Is it better to come into the light, or stay in the darkness?


  In "The Allegory of the Cave", there is a comparison made between a person who has 'come into the light', and a group who has not.  In the story, this idea of coming into the light is used literally, but it symbolizes a form of enlightenment, a way of knowing some form of absolute truth.  But, as we have discussed in class, people live in their own universes of perception; the 'truth' of one person may be seen by another as false.  So how are we to judge truth?, how can we recognize enlightenment?  Can there even really be such a thing as enlightenment, or is it just another thing that we must strive to reach, knowing that we must fail?  And again, in "The Allegory of the Cave", who is right to look down upon the ability of the other, the man still blinded by 'truth', or the cave dwellers who, not blinded by insight, stand and observe the man "misbehaving himself in a ridiculous manner" (1185)?  Truth is far more elusive than we try to make it; shadows can hide in the bright light of day while rays of enlightenment illuminate the cavern.

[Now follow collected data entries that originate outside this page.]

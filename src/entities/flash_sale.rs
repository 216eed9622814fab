use chrono::{DateTime, Utc};
use rust_decimal::Decimal;
use sea_orm::entity::prelude::*;
use serde::{Deserialize, Serialize};
use uuid::Uuid;

#[derive(Clone, Debug, PartialEq, Eq, DeriveEntityModel, Serialize, Deserialize)]
#[sea_orm(table_name = "flash_sales")]
pub struct Model {
    #[sea_orm(primary_key, auto_increment = false)]
    pub id: Uuid,

    pub product_id: Uuid,
    pub sale_price: Decimal,
    pub start_time: DateTime<Utc>,
    pub end_time: DateTime<Utc>,
    pub is_active: bool,

    pub created_at: DateTime<Utc>,
    pub updated_at: Option<DateTime<Utc>>,
}

#[derive(Copy, Clone, Debug, EnumIter, DeriveRelation)]
pub enum Relation {
    #[sea_orm(
        belongs_to = "super::product::Entity",
        from = "Column::ProductId",
        to = "super::product::Column::Id"
    )]
    Product,
}

impl Related<super::product::Entity> for Entity {
    fn to() -> RelationDef {
        Relation::Product.def()
    }
}

impl ActiveModelBehavior for ActiveModel {}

 In the interactions between Funes and Borges there is an ideal model of this reciprocal conflict.  Funes and Borges pity each other; each feels that the mind of the other is inferior.  Funes "ha[s] more memories in [him]self alone than all men since the world was a world" (Borges 4); Borges, although lacking this ability, is more capable of abstraction and analysis.  Which is better?  Who is better; whose self-belief is true?  In reality, it doesn't matter.  In reality, both are true, yet neither are true; each self-belief is seen by one as sunlight and by the other as shadow.  What is important is the conflict, the opposing nature of these ideals.  Funes and Borges are blind to this opposition, yet it is the one thing that they could both truly see.  An opinion is buried deep within one's own universe; a conflict is out in the open, out between two people, so both people can grasp it.  Yet it is anchored in opinion; tracing conflict back to its roots can reveal parts of a mind that would otherwise remain buried in shadow.

  Enlightenment is the search for an absolute truth.  Therefore, enlightenment cannot exist.  For absolute truth does not really exist; it is merely a nebulous idea, a shadow that disappears when the light of thought is shined on it.  This is why an 'absolute truth' can only exist as a feeling; the process of converting it to words, or even coherent ideas, draws it into the light of reason and doubt, where it is extinguished, leaving one tongue-tied and confused.  O'Brien has a unique view of truth; for him, 'truth' is not really what happened, but what feels true.  Through story-telling, he manages to convey the vaporous nebula of an absolute truth.  But even this truth is not truly absolute; it ebbs and flows with time, changing and reforming as his mind's eye wanders through new memories.  It is because of this that he "just keep[s] on telling" (O'Brien 85) his war stories; they are constantly changing in his mind, so his telling of them never stays true.  But we would not be human if we did not strive to do the impossible, to find the nonexistent truth, to tell the untellable story, chasing the blind dream that by refusing to acknowledge the impossible, we can do it.

  Relative thought, then, becomes the only real form of truth.  Science teaches us this, that nothing can be analyzed without analyzing it with respect to something else.  This is why O'Brien constantly refines his stories, "patiently, adding and subtracting, making up a few more things to get at the real truth" (O'Brien 85).  This is why we all keep returning to the same basic ideas, over and over again, regardless of what those ideas may be.  Somehow we are trying to refine these ideas, to compare them to new experiences and new thoughts and make them more true.  For the more ideas we collect, the more our personal universes expand and overlap, and the more we can honestly call any one thing 'true'.

  But then all of this leads back to the original question: is it better to come into the light, or to stay in the darkness?.  As discussed before, 'coming into the light' reflects an ideal, the ideal of finding the absolute truth.  But there is no absolute truth.  So coming into the light can only mean the discovery of an idea, and the common misconception that an idea that somehow feels right must be truth.  In this way, enlightenment is darkness, and darkness is light, for the only tangible difference is one's self-confidence in one's beliefs.  The best place to be, then, is in the shadow of dawn, an impartial step removed from either side.  From there, one can look out over the landscape of false ideals and truly understand that while there are no great beacons of truth, there are also no true falsehoods, no real lies.  And this knowledge, this unattainable vista, is my key to enlightenment.